Support Questions

Find answers, ask questions, and share your expertise

Impala AVRO schema throws error while Querying

avatar
Contributor

I have an AVRO schema which works and querries fine on HIVE, but when we query the same on Impala it thorws an error saying 

"Your query has the following error(s):

Could not connect to <HOST NAME>:21050"

 

Which is weird and i dont see any log information on Hue as i am able to browse other tables that are defined on TEXT format within same database.

 

we are on impala-2.1.3+cdh5.3.3+0

 

One thing which looks wired on my schema when i decsribe it on Impala is it has the first row as NULL like below and i am not sure why!

 

Impala1.jpeg

 

 

My AVRO schema file is defined like below:

Its just sample and all the fields are defined as STRING 

 

{ "namespace": "HDFS", "name": "sample", "type": "record", "fields":[{"name":"recipient_identification_number", "type":"string"}, {"name":"validation_digit", "type":"string"}, {"name":"eligibility_status_code", "type":"string"}, {"name":"recipient_last_name", "type":"string"}, {"name":"recipient_first_name", "type":"string"}, {"name":"recipient_middle_name", "type":"string"}, {"name":"recipient_name_appel", "type":"string"}, {"name":"recipient_dob", "type":"string"}, {"name":"recipient_ssn", "type":"string"}, {"name":"recipient_ssn_prefix", "type":"string"}, {"name":"recipient_race_code", "type":"string"},
Imapa.jpeg


PS: Not sure why my pics have these wired color.
1 ACCEPTED SOLUTION

avatar

Thanks for following up!

 

I'm pretty sure your table shoud work on more recent versions of Impala since we've fixed several Avro issues related to how schemas are defined.

 

As a workaround, you could try the following things:

1. In your .avsc file make all fields nullable by specifying the types a a union of null and the type like this:

type:["null", "int"]

2. Also specify corresponding matching column definitions in your CREATE TABLE, i.e.

 

CREATE TABLE MI_FULL (col1 INT, col2 STRING, )

ROW FORMAT SERDE

(the rest is exactly the same as before)

 

Let me know if you have questions and whether those workarounds helped!

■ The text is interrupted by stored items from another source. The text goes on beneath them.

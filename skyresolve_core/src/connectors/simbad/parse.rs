//! SIMBAD TAP JSON output: a `metadata` list of column descriptors and a
//! `data` list of row arrays.

use crate::connectors::ParseSource;
use crate::coords::Coordinate;
use crate::error::ResolveError;
use crate::model::{RawCandidate, Source};
use crate::object_types;
use serde::Deserialize;
use serde_json::Value;

const SIMBAD_ID_URL: &str = "https://simbad.cds.unistra.fr/simbad/sim-id?Ident=";

#[derive(Debug, Deserialize)]
struct TapResponse {
    metadata: Vec<TapColumn>,
    data: Vec<Vec<Value>>,
}

#[derive(Debug, Deserialize)]
struct TapColumn {
    name: String,
}

/// Column positions resolved from the metadata block.
struct Columns {
    main_id: usize,
    ra: usize,
    dec: usize,
    otype: Option<usize>,
    sp_type: Option<usize>,
    v_mag: Option<usize>,
    major_axis: Option<usize>,
    morph_type: Option<usize>,
    redshift: Option<usize>,
    ids: Option<usize>,
}

impl Columns {
    fn resolve(metadata: &[TapColumn]) -> Result<Self, ResolveError> {
        let find = |name: &str| {
            metadata
                .iter()
                .position(|c| c.name.eq_ignore_ascii_case(name))
        };
        let require = |name: &str| {
            find(name).ok_or_else(|| {
                ResolveError::parse(format!("SIMBAD response lacks column '{}'", name))
            })
        };
        Ok(Self {
            main_id: require("main_id")?,
            ra: require("ra")?,
            dec: require("dec")?,
            otype: find("otype"),
            sp_type: find("sp_type"),
            v_mag: find("V"),
            major_axis: find("galdim_majaxis"),
            morph_type: find("morph_type"),
            redshift: find("rvz_redshift"),
            ids: find("ids"),
        })
    }
}

fn text_at(row: &[Value], idx: Option<usize>) -> Option<String> {
    row.get(idx?)?
        .as_str()
        .map(|s| s.trim().to_string())
        .filter(|s| !s.is_empty())
}

fn number_at(row: &[Value], idx: Option<usize>) -> Option<f64> {
    let value = match row.get(idx?)? {
        Value::Number(n) => n.as_f64(),
        Value::String(s) => s.trim().parse().ok(),
        _ => None,
    };
    value.filter(|v: &f64| v.is_finite())
}

/// Parser for one SIMBAD query. A cone parser scales confidence down with
/// distance from the search centre.
#[derive(Debug, Clone, Copy)]
pub struct SimbadParser {
    cone: Option<(Coordinate, f64)>,
}

impl SimbadParser {
    pub fn identifier() -> Self {
        Self { cone: None }
    }

    pub fn cone(center: Coordinate, radius_deg: f64) -> Self {
        Self {
            cone: Some((center, radius_deg)),
        }
    }

    fn confidence_at(&self, ra: f64, dec: f64) -> f64 {
        let base = Source::Simbad.base_confidence();
        match self.cone {
            Some((center, radius)) if radius > 0.0 => {
                let distance = center.separation_arcsec(&Coordinate { ra, dec }) / 3600.0;
                base * (1.0 - 0.5 * (distance / radius).min(1.0))
            }
            _ => base,
        }
    }

    fn row_to_candidate(&self, row: &[Value], cols: &Columns) -> Option<RawCandidate> {
        let main_id = text_at(row, Some(cols.main_id))?;
        let ra = number_at(row, Some(cols.ra))?;
        let dec = number_at(row, Some(cols.dec))?;

        let ids = text_at(row, cols.ids).unwrap_or_default();
        let mut designations: Vec<&str> = vec![main_id.as_str()];
        designations.extend(ids.split('|').map(str::trim).filter(|s| !s.is_empty()));

        let otype = text_at(row, cols.otype).unwrap_or_default();
        let (label, category) = object_types::lookup(Source::Simbad, &otype);

        Some(
            RawCandidate::new(Source::Simbad, &main_id, ra, dec)
                .with_designations(&designations)
                .with_type(label, category)
                .with_confidence(self.confidence_at(ra, dec))
                .with_magnitude(number_at(row, cols.v_mag))
                .with_angular_size(number_at(row, cols.major_axis))
                .with_redshift(number_at(row, cols.redshift))
                .with_spectral_type(text_at(row, cols.sp_type))
                .with_morphological_type(text_at(row, cols.morph_type))
                .with_url(format!("{}{}", SIMBAD_ID_URL, urlencoding::encode(&main_id))),
        )
    }
}

impl ParseSource for SimbadParser {
    fn parse(&self, body: &str) -> Result<Vec<RawCandidate>, ResolveError> {
        let response: TapResponse = serde_json::from_str(body)
            .map_err(|e| ResolveError::parse(format!("SIMBAD TAP JSON: {}", e)))?;
        let cols = Columns::resolve(&response.metadata)?;

        Ok(response
            .data
            .iter()
            .filter_map(|row| self.row_to_candidate(row, &cols))
            .collect())
    }
}

#[cfg(test)]
mod tests {
    use super::*;
    use crate::object_types::Category;

    const METADATA: &str = r#"[
        {"name":"main_id","datatype":"char"},
        {"name":"ra","datatype":"double","unit":"deg"},
        {"name":"dec","datatype":"double","unit":"deg"},
        {"name":"otype","datatype":"char"},
        {"name":"sp_type","datatype":"char"},
        {"name":"V","datatype":"double"},
        {"name":"galdim_majaxis","datatype":"real","unit":"arcmin"},
        {"name":"galdim_minaxis","datatype":"real","unit":"arcmin"},
        {"name":"morph_type","datatype":"char"},
        {"name":"rvz_redshift","datatype":"double"},
        {"name":"ids","datatype":"char"}
    ]"#;

    fn body(rows: &str) -> String {
        format!(r#"{{"metadata":{},"data":{}}}"#, METADATA, rows)
    }

    #[test]
    fn test_identifier_row() {
        let json = body(
            r#"[["M  31", 10.684708, 41.26875, "AGN", null, 3.44, 199.53, 70.79, "SA(s)b", -0.001, "M  31|NGC   224|NAME Andromeda Galaxy|UGC 454"]]"#,
        );
        let candidates = SimbadParser::identifier().parse(&json).unwrap();
        assert_eq!(candidates.len(), 1);

        let m31 = &candidates[0];
        assert_eq!(m31.name, "M 31");
        assert_eq!(m31.canonical_id, "M31");
        assert_eq!(m31.category, Category::ActiveGalaxy);
        assert_eq!(m31.magnitude, Some(3.44));
        assert_eq!(m31.angular_size, Some(199.53));
        assert_eq!(m31.redshift, Some(-0.001));
        assert!(m31.spectral_type.is_none());
        assert_eq!(m31.identifiers.len(), 4);
        assert!(m31.identifiers.contains("ngc 224"));
        assert_eq!(m31.confidence, 0.92);
    }

    #[test]
    fn test_empty_result() {
        assert!(SimbadParser::identifier().parse(&body("[]")).unwrap().is_empty());
    }

    #[test]
    fn test_rows_without_position_are_skipped() {
        let json = body(r#"[["X 1", null, null, "*", null, null, null, null, null, null, "X 1"]]"#);
        assert!(SimbadParser::identifier().parse(&json).unwrap().is_empty());
    }

    #[test]
    fn test_cone_confidence_decays_with_distance() {
        let center = Coordinate { ra: 10.0, dec: 0.0 };
        let parser = SimbadParser::cone(center, 1.0);
        let json = body(
            r#"[["A", 10.0, 0.0, "*", "G2V", null, null, null, null, null, "A"],
                ["B", 10.5, 0.0, "*", null, null, null, null, null, null, "B"]]"#,
        );
        let candidates = parser.parse(&json).unwrap();
        assert!((candidates[0].confidence - 0.92).abs() < 1e-9);
        assert!((candidates[1].confidence - 0.92 * 0.75).abs() < 1e-6);
        assert_eq!(candidates[0].spectral_type.as_deref(), Some("G2V"));
    }

    #[test]
    fn test_missing_required_column() {
        let json = r#"{"metadata":[{"name":"main_id"}],"data":[]}"#;
        let err = SimbadParser::identifier().parse(json).unwrap_err();
        assert!(matches!(err, ResolveError::Parse(_)));
    }

    #[test]
    fn test_non_json_is_parse_error() {
        let err = SimbadParser::identifier()
            .parse("<VOTABLE>error</VOTABLE>")
            .unwrap_err();
        assert!(matches!(err, ResolveError::Parse(_)));
    }
}
use clap::{Parser, Subcommand, ValueEnum};

#[derive(Parser)]
#[command(name = "skyresolve")]
#[command(about = "skyresolve - resolve astronomical objects across CDS, NED and the MPC")]
#[command(version)]
#[command(after_help = "\x1b[1;36mQuick Start:\x1b[0m
  skyresolve search M31                      Resolve a name
  skyresolve search \"10.68 +41.27\"           Objects near a position
  skyresolve search \"2024 AB\"                Minor planet by designation
  skyresolve cone 05:34:31.9 +22:00:52 -r 0.2 Cone search
  skyresolve resolve Sirius                  Best single match

\x1b[1;36mMore Info:\x1b[0m
  skyresolve status                          Check which services answer
  skyresolve patterns                        Show recognised query formats
  skyresolve <command> --help                Get help for any command")]
pub struct Cli {
    #[command(subcommand)]
    pub command: Commands,

    /// Output format
    #[arg(long, global = true, value_enum, default_value_t = OutputFormat::Pretty)]
    pub output: OutputFormat,

    /// Verbose output (-v for debug logs from the resolver, -vv for everything)
    #[arg(short, long, global = true, action = clap::ArgAction::Count)]
    pub verbose: u8,
}

#[derive(Subcommand)]
pub enum Commands {
    /// Resolve a name, designator or coordinate pair
    ///
    /// The query is classified first: coordinates go to a SIMBAD cone search,
    /// minor-body designators to the MPC, everything else to Sesame and
    /// SIMBAD with VizieR and NED as supplements.
    #[command(after_help = "\x1b[1;33mExamples:\x1b[0m
  skyresolve search M31
  skyresolve search \"NGC 224\" -s simbad,ned
  skyresolve search Ceres --limit 3 --output json
  skyresolve search \"05h34m31.9s +22d00m52s\" --radius 0.05")]
    Search {
        /// Object name, minor-body designator, or \"RA Dec\"
        query: String,
        /// Comma-separated list of sources (sesame, simbad, vizier, ned, mpc)
        #[arg(short = 's', long = "sources")]
        sources: Option<String>,
        /// Maximum number of consolidated results
        #[arg(short, long)]
        limit: Option<usize>,
        /// Per-call timeout in milliseconds
        #[arg(long)]
        timeout: Option<u64>,
        /// Cone radius in degrees for coordinate queries
        #[arg(short, long)]
        radius: Option<f64>,
    },

    /// Cone search around an explicit position
    ///
    /// RA and Dec accept decimal degrees or sexagesimal (hh:mm:ss, dd:mm:ss).
    #[command(after_help = "\x1b[1;33mExamples:\x1b[0m
  skyresolve cone 10.6847 41.2689
  skyresolve cone 05:34:31.9 +22:00:52 --radius 0.2
  skyresolve cone 101.287 -16.716 --limit 5")]
    Cone {
        /// Right ascension
        ra: String,
        /// Declination
        #[arg(allow_hyphen_values = true)]
        dec: String,
        /// Radius in degrees
        #[arg(short, long)]
        radius: Option<f64>,
        /// Maximum number of results
        #[arg(short, long)]
        limit: Option<usize>,
    },

    /// Best single match from MPC, Sesame and SIMBAD
    Resolve {
        /// Object name or designator
        name: String,
    },

    /// Probe every upstream service
    Status,

    /// Show the query formats the classifier recognises
    Patterns,

    /// Manage the configuration file
    Config {
        #[command(subcommand)]
        action: ConfigAction,
    },
}

#[derive(Subcommand, Clone)]
pub enum ConfigAction {
    /// Show the effective configuration
    Show,
    /// Print the configuration file path
    Path,
    /// Write a configuration file with the defaults
    Init {
        /// Overwrite an existing file
        #[arg(long)]
        force: bool,
    },
}

#[derive(Copy, Clone, PartialEq, Eq, PartialOrd, Ord, ValueEnum)]
pub enum OutputFormat {
    /// Human-readable formatted output
    Pretty,
    /// JSON output
    Json,
    /// YAML output
    Yaml,
    /// Plain text output
    Text,
}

View solution in original post

10 REPLIES 10

avatar
Cloudera Employee

I would suggest looking in the log directory to see if you see any crash information there in impalad.INFO or impalad.FATAL. If so, can you please share them ?

avatar
Contributor

I did kwho, i dont see any entries on the files you have listed.

avatar

It looks like your table metadata is in a strange state. How did you create the table exactly? Did you alter the table (e.g. add/remove columns)?

 

avatar
Contributor

Sorry for replying late.

 

Alex,

 

I dint alter the table or columns, this is how i created the table.

 

CREATE TABLE MI_FULL
ROW FORMAT SERDE
'org.apache.hadoop.hive.serde2.avro.AvroSerDe'
WITH SERDEPROPERTIES
('avro.schema.url'='hdfs://path/filename.avsc')
STORED AS INPUTFORMAT
'org.apache.hadoop.hive.ql.io.avro.AvroContainerInputFormat'
OUTPUTFORMAT
'org.apache.hadoop.hive.ql.io.avro.AvroContainerOutputFormat'
TBLPROPERTIES
('avro.schema.url'=hdfs://path/filename.avsc)
;

 

And then did an insert into this table, please let me know if there is something wrong with creating like this. 

avatar

Thanks for following up!

 

I'm pretty sure your table shoud work on more recent versions of Impala since we've fixed several Avro issues related to how schemas are defined.

 

As a workaround, you could try the following things:

1. In your .avsc file make all fields nullable by specifying the types a a union of null and the type like this:

type:["null", "int"]

2. Also specify corresponding matching column definitions in your CREATE TABLE, i.e.

 

CREATE TABLE MI_FULL (col1 INT, col2 STRING, )

ROW FORMAT SERDE

(the rest is exactly the same as before)

 

Let me know if you have questions and whether those workarounds helped!

avatar
Contributor

I am trying out the options you have suggested alex, i should have my results mostly by today.

avatar
Contributor

Voila its works fine they way you asked me to define the tables to get to view the data on Impala.

Thanks much Alex.

 

 

 

 

avatar

Thanks for following up and confirming that it works!

avatar
Contributor

But Just want to make a note that it defeates the purpose of using AVRO schema as for any schema changes we will have to make changes to the AVRO schema file and also drop the table and recreate them using the new schema to work.